_EXERCISE BRIEF_
In the entries below, how many lines contain the string "trait"? Give the number by itself.

_DATA TO PROCESS_
.....

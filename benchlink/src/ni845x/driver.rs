//! One method per NI-845x entry point.
//!
//! Methods return the raw driver status; `0` is success. Out parameters are
//! Rust references so the trait can be implemented without FFI in tests.

use serde::{Deserialize, Serialize};

pub type Status = i32;

#[derive(Clone, Copy, Debug, Default, PartialEq, Eq, Hash, Serialize, Deserialize)]
pub struct FindHandle(pub u32);

#[derive(Clone, Copy, Debug, Default, PartialEq, Eq, Hash, Serialize, Deserialize)]
pub struct DeviceHandle(pub u64);

#[derive(Clone, Copy, Debug, Default, PartialEq, Eq, Hash, Serialize, Deserialize)]
pub struct ConfigHandle(pub u64);

#[derive(Clone, Copy, Debug, Default, PartialEq, Eq, Hash, Serialize, Deserialize)]
pub struct ScriptHandle(pub u64);

pub trait Driver: Send + Sync {
    fn status_to_string(&self, status: Status) -> String;

    fn find_device(&self, first_device: &mut String, find: &mut FindHandle, found: &mut u32) -> Status;
    fn find_device_next(&self, find: FindHandle, next_device: &mut String) -> Status;
    fn close_find_device_handle(&self, find: FindHandle) -> Status;
    fn open(&self, resource: &str, device: &mut DeviceHandle) -> Status;
    fn close(&self, device: DeviceHandle) -> Status;
    fn device_lock(&self, device: DeviceHandle) -> Status;
    fn device_unlock(&self, device: DeviceHandle) -> Status;
    fn set_io_voltage_level(&self, device: DeviceHandle, level: u8) -> Status;
    fn set_timeout(&self, device: DeviceHandle, timeout_ms: u32) -> Status;

    fn i2c_set_pullup_enable(&self, device: DeviceHandle, enable: u8) -> Status;
    fn i2c_configuration_open(&self, config: &mut ConfigHandle) -> Status;
    fn i2c_configuration_close(&self, config: ConfigHandle) -> Status;
    fn i2c_configuration_set_address(&self, config: ConfigHandle, address: u16) -> Status;
    fn i2c_configuration_get_address(&self, config: ConfigHandle, address: &mut u16) -> Status;
    fn i2c_configuration_set_address_size(&self, config: ConfigHandle, size: i32) -> Status;
    fn i2c_configuration_get_address_size(&self, config: ConfigHandle, size: &mut i32) -> Status;
    fn i2c_configuration_set_clock_rate(&self, config: ConfigHandle, khz: u16) -> Status;
    fn i2c_configuration_get_clock_rate(&self, config: ConfigHandle, khz: &mut u16) -> Status;
    fn i2c_configuration_set_hs_clock_rate(&self, config: ConfigHandle, khz: u16) -> Status;
    fn i2c_configuration_get_hs_clock_rate(&self, config: ConfigHandle, khz: &mut u16) -> Status;
    fn i2c_configuration_set_hs_enable(&self, config: ConfigHandle, enable: u8) -> Status;
    fn i2c_configuration_get_hs_enable(&self, config: ConfigHandle, enable: &mut u8) -> Status;
    fn i2c_configuration_set_hs_master_code(&self, config: ConfigHandle, code: u8) -> Status;
    fn i2c_configuration_get_hs_master_code(&self, config: ConfigHandle, code: &mut u8) -> Status;
    fn i2c_configuration_set_port(&self, config: ConfigHandle, port: u8) -> Status;
    fn i2c_configuration_get_port(&self, config: ConfigHandle, port: &mut u8) -> Status;
    fn i2c_configuration_set_ack_poll_timeout(&self, config: ConfigHandle, timeout_ms: u16) -> Status;
    fn i2c_configuration_get_ack_poll_timeout(&self, config: ConfigHandle, timeout_ms: &mut u16) -> Status;
    fn i2c_write(&self, device: DeviceHandle, config: ConfigHandle, data: &[u8]) -> Status;
    fn i2c_read(&self, device: DeviceHandle, config: ConfigHandle, data: &mut [u8], read: &mut u32) -> Status;
    fn i2c_write_read(
        &self,
        device: DeviceHandle,
        config: ConfigHandle,
        write: &[u8],
        data: &mut [u8],
        read: &mut u32,
    ) -> Status;

    fn spi_configuration_open(&self, config: &mut ConfigHandle) -> Status;
    fn spi_configuration_close(&self, config: ConfigHandle) -> Status;
    fn spi_configuration_set_chip_select(&self, config: ConfigHandle, chip_select: u32) -> Status;
    fn spi_configuration_get_chip_select(&self, config: ConfigHandle, chip_select: &mut u32) -> Status;
    fn spi_configuration_set_clock_phase(&self, config: ConfigHandle, phase: i32) -> Status;
    fn spi_configuration_get_clock_phase(&self, config: ConfigHandle, phase: &mut i32) -> Status;
    fn spi_configuration_set_clock_polarity(&self, config: ConfigHandle, polarity: i32) -> Status;
    fn spi_configuration_get_clock_polarity(&self, config: ConfigHandle, polarity: &mut i32) -> Status;
    fn spi_configuration_set_clock_rate(&self, config: ConfigHandle, khz: u16) -> Status;
    fn spi_configuration_get_clock_rate(&self, config: ConfigHandle, khz: &mut u16) -> Status;
    fn spi_configuration_set_num_bits_per_sample(&self, config: ConfigHandle, bits: u16) -> Status;
    fn spi_configuration_get_num_bits_per_sample(&self, config: ConfigHandle, bits: &mut u16) -> Status;
    fn spi_configuration_set_port(&self, config: ConfigHandle, port: u8) -> Status;
    fn spi_configuration_get_port(&self, config: ConfigHandle, port: &mut u8) -> Status;
    fn spi_write_read(
        &self,
        device: DeviceHandle,
        config: ConfigHandle,
        write: &[u8],
        data: &mut [u8],
        read: &mut u32,
    ) -> Status;

    fn spi_script_open(&self, script: &mut ScriptHandle) -> Status;
    fn spi_script_close(&self, script: ScriptHandle) -> Status;
    fn spi_script_clock_polarity_phase(&self, script: ScriptHandle, polarity: i32, phase: i32) -> Status;
    fn spi_script_clock_rate(&self, script: ScriptHandle, khz: u16) -> Status;
    fn spi_script_cs_high(&self, script: ScriptHandle, chip_select: u32) -> Status;
    fn spi_script_cs_low(&self, script: ScriptHandle, chip_select: u32) -> Status;
    fn spi_script_num_bits_per_sample(&self, script: ScriptHandle, bits: u16) -> Status;
    fn spi_script_us_delay(&self, script: ScriptHandle, delay_us: u16) -> Status;
    fn spi_script_enable_spi(&self, script: ScriptHandle) -> Status;
    fn spi_script_disable_spi(&self, script: ScriptHandle) -> Status;
    fn spi_script_write_read(&self, script: ScriptHandle, write: &[u8], read_index: &mut u32) -> Status;
    fn spi_script_extract_read_data_size(&self, script: ScriptHandle, read_index: u32, size: &mut u32) -> Status;
    fn spi_script_extract_read_data(&self, script: ScriptHandle, read_index: u32, data: &mut [u8]) -> Status;
    fn spi_script_run(&self, script: ScriptHandle, device: DeviceHandle, port: u8) -> Status;

    fn spi_stream_configuration_open(&self, config: &mut ConfigHandle) -> Status;
    fn spi_stream_configuration_close(&self, config: ConfigHandle) -> Status;
    fn spi_stream_configuration_set_num_bits(&self, config: ConfigHandle, bits: u8) -> Status;
    fn spi_stream_configuration_set_num_samples(&self, config: ConfigHandle, samples: u32) -> Status;
    fn spi_stream_configuration_set_clock_phase(&self, config: ConfigHandle, phase: u8) -> Status;
    fn spi_stream_configuration_set_clock_polarity(&self, config: ConfigHandle, polarity: u8) -> Status;
    fn spi_stream_configuration_wave1_set_timing_param(&self, config: ConfigHandle, param: u8, value: u32) -> Status;
    fn spi_stream_configuration_wave1_set_mosi_data(&self, config: ConfigHandle, data: &[u8]) -> Status;
    fn spi_stream_configuration_wave1_set_pin_config(&self, config: ConfigHandle, pin: u8, mode: u8) -> Status;
    fn spi_stream_configuration_set_packet_size(&self, config: ConfigHandle, size: u32) -> Status;
    fn spi_stream_start(&self, device: DeviceHandle, config: ConfigHandle) -> Status;
    fn spi_stream_read(&self, device: DeviceHandle, config: ConfigHandle, data: &mut [u8], read: &mut u32) -> Status;
    fn spi_stream_stop(&self, device: DeviceHandle, config: ConfigHandle) -> Status;

    fn dio_set_port_line_direction_map(&self, device: DeviceHandle, port: u8, map: u8) -> Status;
    fn dio_set_driver_type(&self, device: DeviceHandle, port: u8, driver_type: u8) -> Status;
    fn dio_write_line(&self, device: DeviceHandle, port: u8, line: u8, value: i32) -> Status;
    fn dio_write_port(&self, device: DeviceHandle, port: u8, value: u8) -> Status;
    fn dio_read_line(&self, device: DeviceHandle, port: u8, line: u8, value: &mut i32) -> Status;
    fn dio_read_port(&self, device: DeviceHandle, port: u8, value: &mut u8) -> Status;
}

.....

_SOLUTION_
2